Work task: Give only the number of lines in the following entries where "current" appears.

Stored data

============

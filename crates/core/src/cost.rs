//! Transaction cost estimates

use serde::{Deserialize, Serialize};

use crate::{ChainState, WEI_PER_GWEI};

/// Gas used by a plain native-asset transfer
pub const GAS_LIMIT_TRANSFER: u64 = 21_000;

/// Cost of sending `amount` of the native asset on one chain
#[derive(Debug, Clone, Copy, Default, PartialEq, Serialize, Deserialize)]
pub struct CostEstimate {
    pub gas_cost_native: f64,
    pub gas_cost_usd: f64,
    pub tx_value_usd: f64,
    pub total_cost_usd: f64,
}

/// Estimate the cost of a transfer using the chain's current fees.
///
/// Disconnected chains are priced from their last known fees.
pub fn calculate_cost(state: &ChainState, usd_price: f64, amount: f64) -> CostEstimate {
    let amount = sanitize_amount(amount);

    let gas_cost_native = state.total_fee() * GAS_LIMIT_TRANSFER as f64 / WEI_PER_GWEI;
    let gas_cost_usd = gas_cost_native * usd_price;
    let tx_value_usd = amount * usd_price;

    CostEstimate {
        gas_cost_native,
        gas_cost_usd,
        tx_value_usd,
        total_cost_usd: gas_cost_usd + tx_value_usd,
    }
}

/// Negative and non-finite amounts count as zero
pub fn sanitize_amount(amount: f64) -> f64 {
    if amount.is_finite() && amount > 0.0 {
        amount
    } else {
        0.0
    }
}
//! Fee and price source adapters

use alloy_primitives::U256;
use serde::Deserialize;
use std::collections::HashMap;
use tracing::{debug, trace};

use gas_core::{ChainId, FeeSnapshot, FetchError, FetchResult, PriceConfig};

/// One external network exposing current fee data
#[async_trait::async_trait]
pub trait FeeSource: Send + Sync {
    fn chain(&self) -> ChainId;
    async fn fetch_fee_data(&self) -> FetchResult<FeeSnapshot>;
}

/// One external service quoting the native asset in USD
#[async_trait::async_trait]
pub trait PriceSource: Send + Sync {
    fn name(&self) -> &str;
    async fn fetch_usd_price(&self) -> FetchResult<f64>;
}

const GAS_PRICE_ID: u64 = 1;
const PRIORITY_FEE_ID: u64 = 2;

#[derive(Debug, Deserialize)]
struct RpcReply {
    id: Option<u64>,
    result: Option<String>,
    error: Option<RpcErrorObject>,
}

#[derive(Debug, Deserialize)]
struct RpcErrorObject {
    code: i64,
    message: String,
}

/// Fee source backed by a JSON-RPC endpoint.
///
/// Sends `eth_gasPrice` and `eth_maxPriorityFeePerGas` as one batch. Chains
/// that do not implement the priority fee method report a zero priority fee.
#[derive(Debug, Clone)]
pub struct JsonRpcFeeSource {
    chain: ChainId,
    url: String,
    client: reqwest::Client,
}

impl JsonRpcFeeSource {
    pub fn new(chain: ChainId, url: impl Into<String>, client: reqwest::Client) -> Self {
        Self {
            chain,
            url: url.into(),
            client,
        }
    }

    pub fn url(&self) -> &str {
        &self.url
    }

    async fn send_batch(&self) -> FetchResult<Vec<RpcReply>> {
        let batch = serde_json::json!([
            { "jsonrpc": "2.0", "id": GAS_PRICE_ID, "method": "eth_gasPrice", "params": [] },
            { "jsonrpc": "2.0", "id": PRIORITY_FEE_ID, "method": "eth_maxPriorityFeePerGas", "params": [] },
        ]);

        let response = self
            .client
            .post(&self.url)
            .json(&batch)
            .send()
            .await
            .map_err(|e| FetchError::Transport(e.to_string()))?;

        let status = response.status();
        if !status.is_success() {
            return Err(FetchError::Transport(format!("HTTP {}", status)));
        }

        let text = response
            .text()
            .await
            .map_err(|e| FetchError::Transport(e.to_string()))?;
        trace!(chain = %self.chain, response = %text, "JSON-RPC response");

        serde_json::from_str(&text).map_err(|e| FetchError::Malformed(e.to_string()))
    }
}

#[async_trait::async_trait]
impl FeeSource for JsonRpcFeeSource {
    fn chain(&self) -> ChainId {
        self.chain
    }

    async fn fetch_fee_data(&self) -> FetchResult<FeeSnapshot> {
        let replies = self.send_batch().await?;
        let reply = |id: u64| replies.iter().find(|r| r.id == Some(id));

        let gas_price_wei = match reply(GAS_PRICE_ID) {
            Some(RpcReply { error: Some(err), .. }) => {
                return Err(FetchError::Rpc {
                    code: err.code,
                    message: err.message.clone(),
                })
            }
            Some(RpcReply { result, .. }) => result.as_deref().map(parse_quantity).transpose()?,
            None => return Err(FetchError::Malformed("missing eth_gasPrice reply".to_string())),
        };

        let max_priority_fee_per_gas_wei = match reply(PRIORITY_FEE_ID) {
            Some(RpcReply { error: Some(err), .. }) => {
                debug!(chain = %self.chain, code = err.code, "eth_maxPriorityFeePerGas unavailable: {}", err.message);
                None
            }
            Some(RpcReply { result, .. }) => result.as_deref().map(parse_quantity).transpose()?,
            None => None,
        };

        Ok(FeeSnapshot {
            gas_price_wei,
            max_priority_fee_per_gas_wei,
        })
    }
}

/// Parse a JSON-RPC hex quantity such as `0x6fc23ac00`
pub fn parse_quantity(raw: &str) -> FetchResult<U256> {
    let digits = raw
        .strip_prefix("0x")
        .or_else(|| raw.strip_prefix("0X"))
        .ok_or_else(|| FetchError::Malformed(format!("quantity without 0x prefix: {raw}")))?;

    if digits.is_empty() {
        return Ok(U256::ZERO);
    }

    U256::from_str_radix(digits, 16)
        .map_err(|e| FetchError::Malformed(format!("bad quantity {raw}: {e}")))
}

/// USD price from the CoinGecko simple price API
#[derive(Debug, Clone)]
pub struct CoinGeckoPriceSource {
    config: PriceConfig,
    client: reqwest::Client,
}

impl CoinGeckoPriceSource {
    pub fn new(config: PriceConfig, client: reqwest::Client) -> Self {
        Self { config, client }
    }

    fn endpoint(&self) -> String {
        format!("{}/simple/price", self.config.base_url.trim_end_matches('/'))
    }
}

#[async_trait::async_trait]
impl PriceSource for CoinGeckoPriceSource {
    fn name(&self) -> &str {
        "coingecko"
    }

    async fn fetch_usd_price(&self) -> FetchResult<f64> {
        let mut query = vec![
            ("ids", self.config.coin_id.as_str()),
            ("vs_currencies", "usd"),
        ];
        if let Some(key) = self.config.api_key.as_deref() {
            query.push(("x_cg_demo_api_key", key));
        }

        let response = self
            .client
            .get(self.endpoint())
            .query(&query)
            .send()
            .await
            .map_err(|e| FetchError::Transport(e.to_string()))?;

        let status = response.status();
        if !status.is_success() {
            return Err(FetchError::Transport(format!("HTTP {}", status)));
        }

        let text = response
            .text()
            .await
            .map_err(|e| FetchError::Transport(e.to_string()))?;
        trace!(response = %text, "CoinGecko response");

        let data: HashMap<String, HashMap<String, f64>> =
            serde_json::from_str(&text).map_err(|e| FetchError::Malformed(e.to_string()))?;

        let price = data
            .get(&self.config.coin_id)
            .and_then(|quotes| quotes.get("usd"))
            .copied()
            .ok_or_else(|| {
                FetchError::Malformed(format!("no usd quote for {}", self.config.coin_id))
            })?;

        if !price.is_finite() || price < 0.0 {
            return Err(FetchError::Malformed(format!("invalid price {price}")));
        }

        Ok(price)
    }
}

#[cfg(test)]
mod tests {
    use super::*;
    use mockito::Matcher;

    #[test]
    fn test_parse_quantity() {
        assert_eq!(parse_quantity("0x6fc23ac00").unwrap(), U256::from(30_000_000_000u64));
        assert_eq!(parse_quantity("0x0").unwrap(), U256::ZERO);
        assert_eq!(parse_quantity("0x").unwrap(), U256::ZERO);
        assert!(parse_quantity("1234").is_err());
        assert!(parse_quantity("0xzz").is_err());
    }

    #[tokio::test]
    async fn test_json_rpc_fee_source() {
        let mut server = mockito::Server::new_async().await;
        let mock = server
            .mock("POST", "/")
            .match_body(Matcher::AllOf(vec![
                Matcher::Regex("eth_gasPrice".to_string()),
                Matcher::Regex("eth_maxPriorityFeePerGas".to_string()),
            ]))
            .with_status(200)
            .with_header("content-type", "application/json")
            .with_body(
                r#"[{"jsonrpc":"2.0","id":2,"result":"0x77359400"},
                    {"jsonrpc":"2.0","id":1,"result":"0x6fc23ac00"}]"#,
            )
            .create_async()
            .await;

        let source = JsonRpcFeeSource::new(ChainId::Ethereum, server.url(), reqwest::Client::new());
        let snapshot = source.fetch_fee_data().await.unwrap();

        assert_eq!(snapshot.base_fee_gwei(), 30.0);
        assert_eq!(snapshot.priority_fee_gwei(), 2.0);
        mock.assert_async().await;
    }

    #[tokio::test]
    async fn test_missing_priority_method_reads_as_zero() {
        let mut server = mockito::Server::new_async().await;
        server
            .mock("POST", "/")
            .with_status(200)
            .with_body(
                r#"[{"jsonrpc":"2.0","id":1,"result":"0x3b9aca00"},
                    {"jsonrpc":"2.0","id":2,"error":{"code":-32601,"message":"method not found"}}]"#,
            )
            .create_async()
            .await;

        let source = JsonRpcFeeSource::new(ChainId::Polygon, server.url(), reqwest::Client::new());
        let snapshot = source.fetch_fee_data().await.unwrap();

        assert_eq!(snapshot.base_fee_gwei(), 1.0);
        assert_eq!(snapshot.max_priority_fee_per_gas_wei, None);
        assert_eq!(snapshot.priority_fee_gwei(), 0.0);
    }

    #[tokio::test]
    async fn test_gas_price_error_fails_fetch() {
        let mut server = mockito::Server::new_async().await;
        server
            .mock("POST", "/")
            .with_status(200)
            .with_body(r#"[{"jsonrpc":"2.0","id":1,"error":{"code":-32000,"message":"overloaded"}}]"#)
            .create_async()
            .await;

        let source = JsonRpcFeeSource::new(ChainId::Arbitrum, server.url(), reqwest::Client::new());
        let err = source.fetch_fee_data().await.unwrap_err();
        assert!(matches!(err, FetchError::Rpc { code: -32000, .. }));
    }

    #[tokio::test]
    async fn test_http_error_fails_fetch() {
        let mut server = mockito::Server::new_async().await;
        server.mock("POST", "/").with_status(503).create_async().await;

        let source = JsonRpcFeeSource::new(ChainId::Ethereum, server.url(), reqwest::Client::new());
        assert!(matches!(
            source.fetch_fee_data().await,
            Err(FetchError::Transport(_))
        ));
    }

    #[tokio::test]
    async fn test_malformed_body_fails_fetch() {
        let mut server = mockito::Server::new_async().await;
        server
            .mock("POST", "/")
            .with_status(200)
            .with_body("<html>gateway</html>")
            .create_async()
            .await;

        let source = JsonRpcFeeSource::new(ChainId::Ethereum, server.url(), reqwest::Client::new());
        assert!(matches!(
            source.fetch_fee_data().await,
            Err(FetchError::Malformed(_))
        ));
    }

    fn price_config(base_url: String) -> PriceConfig {
        PriceConfig {
            base_url,
            ..Default::default()
        }
    }

    #[tokio::test]
    async fn test_coingecko_price() {
        let mut server = mockito::Server::new_async().await;
        let mock = server
            .mock("GET", "/simple/price")
            .match_query(Matcher::AllOf(vec![
                Matcher::UrlEncoded("ids".into(), "ethereum".into()),
                Matcher::UrlEncoded("vs_currencies".into(), "usd".into()),
            ]))
            .with_status(200)
            .with_body(r#"{"ethereum":{"usd":3412.55}}"#)
            .create_async()
            .await;

        let source = CoinGeckoPriceSource::new(price_config(server.url()), reqwest::Client::new());
        assert_eq!(source.fetch_usd_price().await.unwrap(), 3412.55);
        mock.assert_async().await;
    }

    #[tokio::test]
    async fn test_coingecko_missing_coin() {
        let mut server = mockito::Server::new_async().await;
        server
            .mock("GET", "/simple/price")
            .match_query(Matcher::Any)
            .with_status(200)
            .with_body(r#"{}"#)
            .create_async()
            .await;

        let source = CoinGeckoPriceSource::new(price_config(server.url()), reqwest::Client::new());
        assert!(matches!(
            source.fetch_usd_price().await,
            Err(FetchError::Malformed(_))
        ));
    }
}
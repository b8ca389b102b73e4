//! Gas Tracker - multi-chain fee monitor
//!
//! Main entry point: polls every configured chain and logs a cost report

use std::env;

use tokio::signal;
use tokio::sync::broadcast::error::RecvError;
use tracing::{debug, info, warn};
use tracing_subscriber::EnvFilter;

use gas_feed::{GasTracker, StoreEvent};
use gas_tracker::{config_path, load_config, report};

#[tokio::main]
async fn main() -> anyhow::Result<()> {
    // Load .env file
    dotenvy::dotenv().ok();

    init_logging();

    info!("Starting Gas Tracker v{}", env!("CARGO_PKG_VERSION"));

    let path = config_path(env::args().nth(1));
    let config = load_config(&path)?;
    info!(
        "Loaded configuration from {} ({} chains, fetch timeout {:?})",
        path,
        config.chains.len(),
        config.fetch_timeout()
    );

    let tracker = GasTracker::from_config(&config)?;
    let mut events = tracker.subscribe();

    tracker.start();
    info!("Press Ctrl+C to shutdown");

    let mut report_interval = tokio::time::interval(config.report_interval());
    let shutdown = shutdown_signal();
    tokio::pin!(shutdown);

    loop {
        tokio::select! {
            _ = report_interval.tick() => {
                for line in report::render(&tracker) {
                    info!("{}", line);
                }
            }
            event = events.recv() => match event {
                Ok(StoreEvent::ChainFailed(chain)) => debug!("{} offline", chain),
                Ok(event) => debug!(?event, "Store updated"),
                Err(RecvError::Lagged(skipped)) => warn!("Dropped {} store events", skipped),
                Err(RecvError::Closed) => break,
            },
            _ = &mut shutdown => break,
        }
    }

    tracker.stop().await;
    info!("Shutdown complete");
    Ok(())
}

fn init_logging() {
    let filter = EnvFilter::try_from_default_env()
        .unwrap_or_else(|_| EnvFilter::new("info"));

    let builder = tracing_subscriber::fmt()
        .with_env_filter(filter)
        .with_target(true)
        .with_thread_ids(true)
        .with_file(true)
        .with_line_number(true);

    if env::var("LOG_FORMAT").is_ok_and(|v| v.eq_ignore_ascii_case("json")) {
        builder.json().init();
    } else {
        builder.init();
    }
}

async fn shutdown_signal() {
    let ctrl_c = async {
        if let Err(e) = signal::ctrl_c().await {
            warn!("Failed to listen for Ctrl+C: {}", e);
            std::future::pending::<()>().await;
        }
    };

    #[cfg(unix)]
    let terminate = async {
        match signal::unix::signal(signal::unix::SignalKind::terminate()) {
            Ok(mut sigterm) => {
                sigterm.recv().await;
            }
            Err(e) => {
                warn!("Failed to install SIGTERM handler: {}", e);
                std::future::pending::<()>().await;
            }
        }
    };

    #[cfg(not(unix))]
    let terminate = std::future::pending::<()>();

    tokio::select! {
        _ = ctrl_c => {
            info!("Received Ctrl+C");
        }
        _ = terminate => {
            info!("Received termination signal");
        }
    }
}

============

Response to this task: 2